There aren’t many technical details, but a few things caught our interest. For one, it uses an oxide-based solid electrolyte and lithium alloy anodes. However, what really caught our eye was that it is “intended for use in wearables… that come in direct contact with the human body.” We don’t know if that means the material is safe for your skin or if it depends on being next to your body to operate.

While the energy density is high, keep in mind that the batteries of this type are usually tiny, so the total actual power available is probably not very high. Tiny batteries are definitely a thing. We are always hearing about breakthroughs, but we always wonder if and when we’ll see actual products.

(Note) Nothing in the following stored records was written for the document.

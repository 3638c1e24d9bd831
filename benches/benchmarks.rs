use std::time::{Duration, Instant};

use answer_browser::answer::parse_answer_text;
use answer_browser::omnibox::{classify, suggestions};
use answer_browser::{DebouncedField, Ledger, Session, TabUpdate};
use criterion::{black_box, criterion_group, criterion_main, Criterion};

/// Undo/redo ledger throughput
fn benchmark_ledger(c: &mut Criterion) {
    let mut group = c.benchmark_group("ledger");

    group.bench_function("set_1000", |b| {
        b.iter(|| {
            let mut ledger = Ledger::new(String::new());
            for i in 0..1000 {
                ledger.set(i.to_string());
            }
            black_box(ledger)
        })
    });

    group.bench_function("undo_redo_walk", |b| {
        let mut ledger = Ledger::new(0u32);
        for i in 1..=1000 {
            ledger.set(i);
        }
        b.iter(|| {
            while ledger.undo() {}
            while ledger.redo() {}
            black_box(*ledger.present())
        })
    });

    group.bench_function("debounced_typing", |b| {
        let t0 = Instant::now();
        b.iter(|| {
            let mut field = DebouncedField::new("");
            let mut text = String::new();
            for (i, ch) in "how does the borrow checker work".chars().enumerate() {
                text.push(ch);
                let now = t0 + Duration::from_millis(i as u64 * 120);
                field.edit(text.clone(), now);
                field.tick(now);
            }
            field.commit();
            black_box(field.ledger().past().len())
        })
    });

    group.finish();
}

/// Tab session operations
fn benchmark_session(c: &mut Criterion) {
    let mut group = c.benchmark_group("session");

    group.bench_function("open_update_close_100", |b| {
        b.iter(|| {
            let mut session = Session::new();
            for i in 0..100 {
                session.add_tab();
                session.update_active_tab_content(TabUpdate::new().title(format!("tab {}", i)));
            }
            while session.count() > 1 {
                session.remove_tab(session.active_tab_id());
            }
            black_box(session)
        })
    });

    group.bench_function("move_tab", |b| {
        let mut session = Session::new();
        for _ in 0..50 {
            session.add_tab();
        }
        b.iter(|| {
            session.move_tab(0, 49);
            session.move_tab(49, 0);
        })
    });

    group.finish();
}

/// Omnibox input handling
fn benchmark_omnibox(c: &mut Criterion) {
    let mut group = c.benchmark_group("omnibox");

    group.bench_function("classify", |b| {
        b.iter(|| {
            black_box(classify(black_box("what is the capital of australia")));
            black_box(classify(black_box("news.ycombinator.com")))
        })
    });

    group.bench_function("suggestions", |b| {
        b.iter(|| black_box(suggestions(black_box("how"))))
    });

    group.bench_function("parse_answer_text", |b| {
        let raw = format!(
            "{}\n\n### Related Searches\n* one\n* two\n* three\n",
            "Lorem ipsum dolor sit amet. ".repeat(200)
        );
        b.iter(|| black_box(parse_answer_text(black_box(&raw))))
    });

    group.finish();
}

criterion_group!(benches, benchmark_ledger, benchmark_session, benchmark_omnibox);
criterion_main!(benches);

49 thoughts on “TDK Claims Solid State Battery With 100X Energy Density

  1. >A typical lithium-ion battery usually turns in about 200 – 250 Wh/L.

    Nope. About 250–693 Wh/L

    There’s two energy density metrics. By weight and by volume, and you’re mixing them up. Usually when you see publications about “breakthrough batteries” advertised for high energy density, they use the volumetric energy density because it’s easier to get big numbers on a bare cell level, sometimes literally without any sort of shell or casing around the electrodes. Achieving 1000 Wh/L like that isn’t news.

      1. Be careful using the word “any”, I’m sure it won’t take long before somebody will mention a kind of density that is not related to volume.

        For example:
        I wonder how high density floppy disks should be looked at. You can’t speak of a volume as the medium it refers to is 2 dimensional.

        Printing density is similar

        1. Gravimetric energy density is Watt-hours or Joules per kilogram. The more proper term for this is “specific energy”, but Wh/kg is commonly called “energy density” when talking about batteries, because the mass of your batteries is generally more limiting than how large they are.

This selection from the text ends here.